◆ **What is needed**:
In the data below, find the line that contains "pub fn parse(part: &str, bytes: &[u8])" and the line that contains "entry kept verbatim". Copy both, plus every line between them, exactly.

################

/*!
 * Presentation container.
 *
 * A `.pptx` file is a ZIP package of XML parts. This module loads the package,
 * parses slide parts (and their relationship parts) into XML trees, and writes
 * the package back with every other part copied byte-for-byte.
 *
 * - `xml`: owned XML tree used for slide parts
 * - `shapes`: typed views over shapes, tables, paragraphs and runs
 */

use log::debug;
use regex::Regex;
use std::collections::HashMap;
use std::fs::File;
use std::io::{Cursor, Read, Seek, Write};
use std::path::Path;
use zip::write::FileOptions;
use zip::{CompressionMethod, ZipArchive, ZipWriter};

use crate::errors::DeckError;

pub mod shapes;
pub mod xml;

pub use self::shapes::{
    Alignment, Cell, FontSize, Indentation, Paragraph, ParagraphMut, RgbColor, Run, RunMut, Shape,
    ShapeKind, Table, TextFrame,
};
pub use self::xml::{XmlDocument, XmlElement, XmlNode};

const PRESENTATION_PART: &str = "ppt/presentation.xml";
const PRESENTATION_RELS_PART: &str = "ppt/_rels/presentation.xml.rels";

/// A relationship from a part to another part or an external address
#[derive(Debug, Clone, PartialEq, Eq)]
pub struct Relationship {
    pub id: String,
    pub target: String,
    pub external: bool,
}

/// Relationships of one part, keyed by relationship id
#[derive(Debug, Clone, Default)]
pub struct Relationships {
    items: HashMap<String, Relationship>,
}

impl Relationships {
    /// Parse a `.rels` part
    pub fn parse(part: &str, bytes: &[u8]) -> Result<Self, DeckError> {
        let doc = XmlDocument::parse(part, bytes)?;
        let items = doc
            .root
            .children_named("Relationship")
            .filter_map(|rel| {
                let id = rel.attr("Id")?.to_string();
                let target = rel.attr("Target").unwrap_or_default().to_string();
                let external = rel.attr("TargetMode") == Some("External");
                Some((id.clone(), Relationship { id, target, external }))
            })
            .collect();
        Ok(Self { items })
    }

    pub fn get(&self, id: &str) -> Option<&Relationship> {
        self.items.get(id)
    }

    pub fn len(&self) -> usize {
        self.items.len()
    }

    pub fn is_empty(&self) -> bool {
        self.items.is_empty()
    }
}

/// One slide: its parsed XML and its relationships
#[derive(Debug, Clone)]
pub struct Slide {
    part_name: String,
    xml: XmlDocument,
    relationships: Relationships,
}

impl Slide {
    /// Build a slide from an already-parsed part
    pub fn new(part_name: impl Into<String>, xml: XmlDocument, relationships: Relationships) -> Self {
        Self {
            part_name: part_name.into(),
            xml,
            relationships,
        }
    }

    pub fn part_name(&self) -> &str {
        &self.part_name
    }

    pub fn relationships(&self) -> &Relationships {
        &self.relationships
    }

    pub fn xml(&self) -> &XmlDocument {
        &self.xml
    }

    fn shape_tree(&self) -> Option<&XmlElement> {
        self.xml.root.descendant(&["cSld", "spTree"])
    }

    fn shape_tree_mut(&mut self) -> Option<&mut XmlElement> {
        self.xml.root.descendant_mut(&["cSld", "spTree"])
    }

    /// Shapes of the slide in z-order
    pub fn shapes(&self) -> Vec<Shape<'_>> {
        self.shape_tree()
            .map(|tree| tree.elements().filter(|e| shapes::is_shape_element(e)).map(Shape::new).collect())
            .unwrap_or_default()
    }

    /// Mutable access to the shape element at `index`
    pub fn shape_element_mut(&mut self, index: usize) -> Option<&mut XmlElement> {
        self.shape_tree_mut()?
            .elements_mut()
            .filter(|e| shapes::is_shape_element(e))
            .nth(index)
    }
}

/// A package entry kept verbatim
#[derive(Debug, Clone)]
struct PackageEntry {
    name: String,
    data: Vec<u8>,
}

/// An open presentation
#[derive(Debug, Clone)]
pub struct Presentation {
    entries: Vec<PackageEntry>,
    slides: Vec<Slide>,
}

impl Presentation {
    /// Open a presentation from disk
    pub fn open<P: AsRef<Path>>(path: P) -> Result<Self, DeckError> {
        let file = File::open(path.as_ref())?;
        Self::from_reader(file)
    }

    /// Load a presentation from any seekable reader
    pub fn from_reader<R: Read + Seek>(reader: R) -> Result<Self, DeckError> {
        let mut archive = ZipArchive::new(reader)?;
        let mut entries = Vec::with_capacity(archive.len());
        for index in 0..archive.len() {
            let mut file = archive.by_index(index)?;
            if file.is_dir() {
                continue;
            }
            let mut data = Vec::new();
            file.read_to_end(&mut data)?;
            entries.push(PackageEntry {
                name: file.name().to_string(),
                data,
            });
        }

        let slide_parts = slide_part_names(&entries)?;
        let mut slides = Vec::with_capacity(slide_parts.len());
        for part_name in slide_parts {
            let data = find_entry(&entries, &part_name)
                .ok_or_else(|| DeckError::MissingPart(part_name.clone()))?;
            let xml = XmlDocument::parse(&part_name, data)?;
            let rels_name = rels_part_name(&part_name);
            let relationships = match find_entry(&entries, &rels_name) {
                Some(rels) => Relationships::parse(&rels_name, rels)?,
                None => Relationships::default(),
            };
            slides.push(Slide::new(part_name, xml, relationships));
        }

        debug!("Loaded presentation with {} parts and {} slides", entries.len(), slides.len());
        Ok(Self { entries, slides })
    }

    pub fn slides(&self) -> &[Slide] {
        &self.slides
    }

    pub fn slide_mut(&mut self, index: usize) -> Option<&mut Slide> {
        self.slides.get_mut(index)
    }

    /// Serialize the package, replacing slide parts with their current XML
    pub fn to_bytes(&self) -> Result<Vec<u8>, DeckError> {
        let mut rendered: HashMap<&str, Vec<u8>> = HashMap::new();
        for slide in &self.slides {
            rendered.insert(slide.part_name.as_str(), slide.xml.to_bytes()?);
        }

        let mut writer = ZipWriter::new(Cursor::new(Vec::new()));
        let options = FileOptions::default().compression_method(CompressionMethod::Deflated);
        for entry in &self.entries {
            writer.start_file(entry.name.as_str(), options)?;
            let data = rendered
                .get(entry.name.as_str())
                .map(Vec::as_slice)
                .unwrap_or(entry.data.as_slice());
            writer.write_all(data)?;
        }
        let cursor = writer.finish()?;
        Ok(cursor.into_inner())
    }
}

fn find_entry<'a>(entries: &'a [PackageEntry], name: &str) -> Option<&'a [u8]> {
    entries
        .iter()
        .find(|entry| entry.name == name)
        .map(|entry| entry.data.as_slice())
}

/// `ppt/slides/slide1.xml` -> `ppt/slides/_rels/slide1.xml.rels`
fn rels_part_name(part_name: &str) -> String {
    match part_name.rsplit_once('/') {
        Some((dir, file)) => format!("{}/_rels/{}.rels", dir, file),
        None => format!("_rels/{}.rels", part_name),
    }
}

/// Resolve a relationship target against the directory of the source part
pub fn resolve_target(base_dir: &str, target: &str) -> String {
    if let Some(absolute) = target.strip_prefix('/') {
        return absolute.to_string();
    }
    let mut segments: Vec<&str> = base_dir.split('/').filter(|s| !s.is_empty()).collect();
    for segment in target.split('/') {
        match segment {
            "" | "." => {}
            ".." => {
                segments.pop();
            }
            other => segments.push(other),
        }
    }
    segments.join("/")
}

/// Slide part names in presentation order
fn slide_part_names(entries: &[PackageEntry]) -> Result<Vec<String>, DeckError> {
    let presentation = find_entry(entries, PRESENTATION_PART)
        .ok_or_else(|| DeckError::MissingPart(PRESENTATION_PART.to_string()))?;
    let presentation = XmlDocument::parse(PRESENTATION_PART, presentation)?;
    let relationships = match find_entry(entries, PRESENTATION_RELS_PART) {
        Some(rels) => Relationships::parse(PRESENTATION_RELS_PART, rels)?,
        None => Relationships::default(),
    };

    let ordered: Vec<String> = presentation
        .root
        .descendant(&["sldIdLst"])
        .map(|list| {
            list.children_named("sldId")
                .filter_map(relationship_id)
                .filter_map(|rel_id| relationships.get(&rel_id))
                .map(|rel| resolve_target("ppt", &rel.target))
                .collect()
        })
        .unwrap_or_default();

    if !ordered.is_empty() {
        return Ok(ordered);
    }

    // No slide list: fall back to numeric order of slide part names
    let pattern = Regex::new(r"^ppt/slides/slide(\d+)\.xml$").map_err(|e| DeckError::Xml {
        part: PRESENTATION_PART.to_string(),
        message: e.to_string(),
    })?;
    let mut numbered: Vec<(u32, String)> = entries
        .iter()
        .filter_map(|entry| {
            let number = pattern.captures(&entry.name)?.get(1)?.as_str().parse().ok()?;
            Some((number, entry.name.clone()))
        })
        .collect();
    numbered.sort_by_key(|(number, _)| *number);
    Ok(numbered.into_iter().map(|(_, name)| name).collect())
}

/// The `r:id` attribute of a `p:sldId` element (its plain `id` is a numeric slide id)
pub fn relationship_id(element: &XmlElement) -> Option<String> {
    element
        .attributes
        .iter()
        .find(|(name, _)| name.contains(':') && xml::local_name(name) == "id")
        .map(|(_, value)| value.clone())
}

################

◆ **Output below**:
    pub fn parse(part: &str, bytes: &[u8]) -> Result<Self, DeckError> {
        let doc = XmlDocument::parse(part, bytes)?;
        let items = doc
            .root
            .children_named("Relationship")
            .filter_map(|rel| {
                let id = rel.attr("Id")?.to_string();
                let target = rel.attr("Target").unwrap_or_default().to_string();
                let external = rel.attr("TargetMode") == Some("External");
                Some((id.clone(), Relationship { id, target, external }))
            })
            .collect();
        Ok(Self { items })
    }

    pub fn get(&self, id: &str) -> Option<&Relationship> {
        self.items.get(id)
    }

    pub fn len(&self) -> usize {
        self.items.len()
    }

    pub fn is_empty(&self) -> bool {
        self.items.is_empty()
    }
}

/// One slide: its parsed XML and its relationships
#[derive(Debug, Clone)]
pub struct Slide {
    part_name: String,
    xml: XmlDocument,
    relationships: Relationships,
}

impl Slide {
    /// Build a slide from an already-parsed part
    pub fn new(part_name: impl Into<String>, xml: XmlDocument, relationships: Relationships) -> Self {
        Self {
            part_name: part_name.into(),
            xml,
            relationships,
        }
    }

    pub fn part_name(&self) -> &str {
        &self.part_name
    }

    pub fn relationships(&self) -> &Relationships {
        &self.relationships
    }

    pub fn xml(&self) -> &XmlDocument {
        &self.xml
    }

    fn shape_tree(&self) -> Option<&XmlElement> {
        self.xml.root.descendant(&["cSld", "spTree"])
    }

    fn shape_tree_mut(&mut self) -> Option<&mut XmlElement> {
        self.xml.root.descendant_mut(&["cSld", "spTree"])
    }

    /// Shapes of the slide in z-order
    pub fn shapes(&self) -> Vec<Shape<'_>> {
        self.shape_tree()
            .map(|tree| tree.elements().filter(|e| shapes::is_shape_element(e)).map(Shape::new).collect())
            .unwrap_or_default()
    }

    /// Mutable access to the shape element at `index`
    pub fn shape_element_mut(&mut self, index: usize) -> Option<&mut XmlElement> {
        self.shape_tree_mut()?
            .elements_mut()
            .filter(|e| shapes::is_shape_element(e))
            .nth(index)
    }
}

/// A package entry kept verbatim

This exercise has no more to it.